On Fri, May 25, 2018 at 10:49 AM, Frederic Weisbecker
<frederic@xxxxxxxxxx> wrote:
> On Thu, May 17, 2018 at 04:38:52PM +0200, Jiri Olsa wrote:
>> On Fri, May 11, 2018 at 02:23:14PM -0400, Probir Roy wrote:
>> > I am using perf-tool to record memory access to some kernel addresses.
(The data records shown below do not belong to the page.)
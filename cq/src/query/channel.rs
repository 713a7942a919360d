//! Channel string encoding for query traffic
//!
//! Requests travel on `"<queryType>/<replyNodeAddress>"`, responses on the
//! literal `"response"` channel with correlation carried by the ssid.

use std::fmt;

use super::error::{QueryError, QueryResult};
use super::ssid::PeerName;

/// Channel used by every response message
pub const RESPONSE_CHANNEL: &str = "response";

const SEPARATOR: char = '/';

/// Inbound traffic classified by its channel string
#[derive(Debug, Clone, PartialEq, Eq)]
pub enum Channel<'a> {
    Response,
    Request(&'a str),
}

impl<'a> Channel<'a> {
    /// Exactly `"response"` is a response; anything else is a request channel
    pub fn classify(channel: &'a str) -> Self {
        if channel == RESPONSE_CHANNEL {
            Channel::Response
        } else {
            Channel::Request(channel)
        }
    }
}

/// A decoded request channel: what is being asked and who to answer
#[derive(Debug, Clone, PartialEq, Eq)]
pub struct RequestChannel {
    pub query_type: String,
    pub reply_to: PeerName,
}

impl RequestChannel {
    pub fn new(query_type: impl Into<String>, reply_to: PeerName) -> QueryResult<Self> {
        let query_type = query_type.into();
        if query_type.contains(SEPARATOR) {
            return Err(QueryError::InvalidQueryType { query_type });
        }
        Ok(Self { query_type, reply_to })
    }

    /// Parse `"<queryType>/<replyNodeAddress>"`
    pub fn parse(channel: &str) -> QueryResult<Self> {
        let Some((query_type, reply)) = channel.split_once(SEPARATOR) else {
            return Err(QueryError::MalformedReplyAddress {
                channel: channel.to_string(),
                source: None,
            });
        };

        let reply_to = reply
            .parse::<u64>()
            .map_err(|e| QueryError::MalformedReplyAddress {
                channel: channel.to_string(),
                source: Some(e),
            })?;

        Ok(Self {
            query_type: query_type.to_string(),
            reply_to: PeerName(reply_to),
        })
    }

    pub fn encode(&self) -> String {
        self.to_string()
    }
}

impl fmt::Display for RequestChannel {
    fn fmt(&self, f: &mut fmt::Formatter<'_>) -> fmt::Result {
        write!(f, "{}{}{}", self.query_type, SEPARATOR, self.reply_to)
    }
}
//! Query error types

use std::num::ParseIntError;

use thiserror::Error;

use super::ssid::PeerName;

/// Errors raised while routing or issuing cluster queries
///
/// Every variant is local to a single message; none of them abort the manager.
#[derive(Debug, Error)]
pub enum QueryError {
    #[error("Invalid query received: expected 3 ssid segments, got {segments}")]
    InvalidQuery { segments: usize },

    #[error("Malformed reply address in channel '{channel}'")]
    MalformedReplyAddress {
        channel: String,
        #[source]
        source: Option<ParseIntError>,
    },

    #[error("No query handler found for {channel}")]
    NoHandlerFound { channel: String },

    #[error("Invalid query type '{query_type}': must not contain '/'")]
    InvalidQueryType { query_type: String },

    #[error("Reply peer {peer} is not a known cluster member")]
    PeerNotFound { peer: PeerName },

    #[error("Delivery failed: {0}")]
    Delivery(String),
}

/// Result alias for query operations
pub type QueryResult<T> = Result<T, QueryError>;
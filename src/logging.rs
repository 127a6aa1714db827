use tracing::Level;
use tracing_subscriber::FmtSubscriber;

pub const LOG_ENV: &str = "PULSEJACK_LOG";

fn level_from(value: Option<&str>) -> Level {
    match value.map(|v| v.trim().to_ascii_lowercase()).as_deref() {
        Some("error") => Level::ERROR,
        Some("warn") => Level::WARN,
        Some("debug") => Level::DEBUG,
        Some("trace") => Level::TRACE,
        _ => Level::INFO,
    }
}

pub fn init() {
    let level = level_from(std::env::var(LOG_ENV).ok().as_deref());
    let subscriber = FmtSubscriber::builder()
        .with_writer(std::io::stderr)
        .with_max_level(level)
        .with_target(false)
        .finish();
    if let Err(e) = tracing::subscriber::set_global_default(subscriber) {
        eprintln!("Failed to set subscriber: {e}");
    }
}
>> > For some kernel addresses it freezes/lockup the system.
>> >
>> > I am using kernel version 4.15.0 on x86_64 arch. I am running on an
>> > Intel Broadwell machine.
>> >
>> > I am using Intel's PEBS to sample kernel memory access while running a
>> > micro-benchmark (performs repeated file operation) using following
>> > command.
>> >
>> > $ sudo perf mem -t store record
>> >
>> > This records memory references. After that I run a script to set HW
>> > breakpoint at the reference addresses.
>> >
>> > $ sudo timeout 1s perf record -e mem:<0xaddress>:rw
>> >
>> > It causes system hang at some address (for many address perf reports
>> > correctly). Nothing is written in kern.log
>> >
>> >
>> > I have reported it on bugzilla with detail system information:
>> > https://bugzilla.kernel.org/show_bug.cgi?id=199697
>>
>> I managed to reproduce.. in my case it's caused by having rw
>> breakpoint on data which is touched within do_debug routine,
>> and after few nested do_debug I get double fault
>>
>> for example I can reproduce it immediately when setting breakpoint
>> on rdtp->dynticks_nmi_nesting, which is checked in rcu_nmi_enter
>>
>> I have some ugly patch so far that disables breakpoints during
>> do_debug processing.. it seems to fix it on my server, could you
>> try that?
>>
>> thanks,
>> jirka
>>
>>
>> ---
>> diff --git a/arch/x86/kernel/traps.c b/arch/x86/kernel/traps.c
>> index 03f3d7695dac..14d41d59abeb 100644
>> --- a/arch/x86/kernel/traps.c
>> +++ b/arch/x86/kernel/traps.c
>> @@ -721,9 +721,12 @@ dotraplinkage void do_debug(struct pt_regs *regs, long error_code)
>> {
>> struct task_struct *tsk = current;
>> int user_icebp = 0;
>> - unsigned long dr6;
>> + unsigned long dr6, dr7;
>> int si_code;
>>
>> + get_debugreg(dr7, 7);
>> + set_debugreg(0, 7);
>> +
>> ist_enter(regs);
>>
>> get_debugreg(dr6, 6);
>> @@ -818,6 +821,7 @@ dotraplinkage void do_debug(struct pt_regs *regs, long error_code)
>>
>> exit:
>> ist_exit(regs);
>> + set_debugreg(dr7, 7);
>> }
>> NOKPROBE_SYMBOL(do_debug);
>
> I'm not sure how much we touch dr7 while in the do_debug() trap, so we may be leaking
> some modifications on exit.
>
> I think about a simple do_debug() recursion protection. The problem is where we store
> that recursion flag/counter. Ideally I would prefer to have the recursion protection
> before ist_enter() which already touches many key memory data (preempt_mask, rcu_data).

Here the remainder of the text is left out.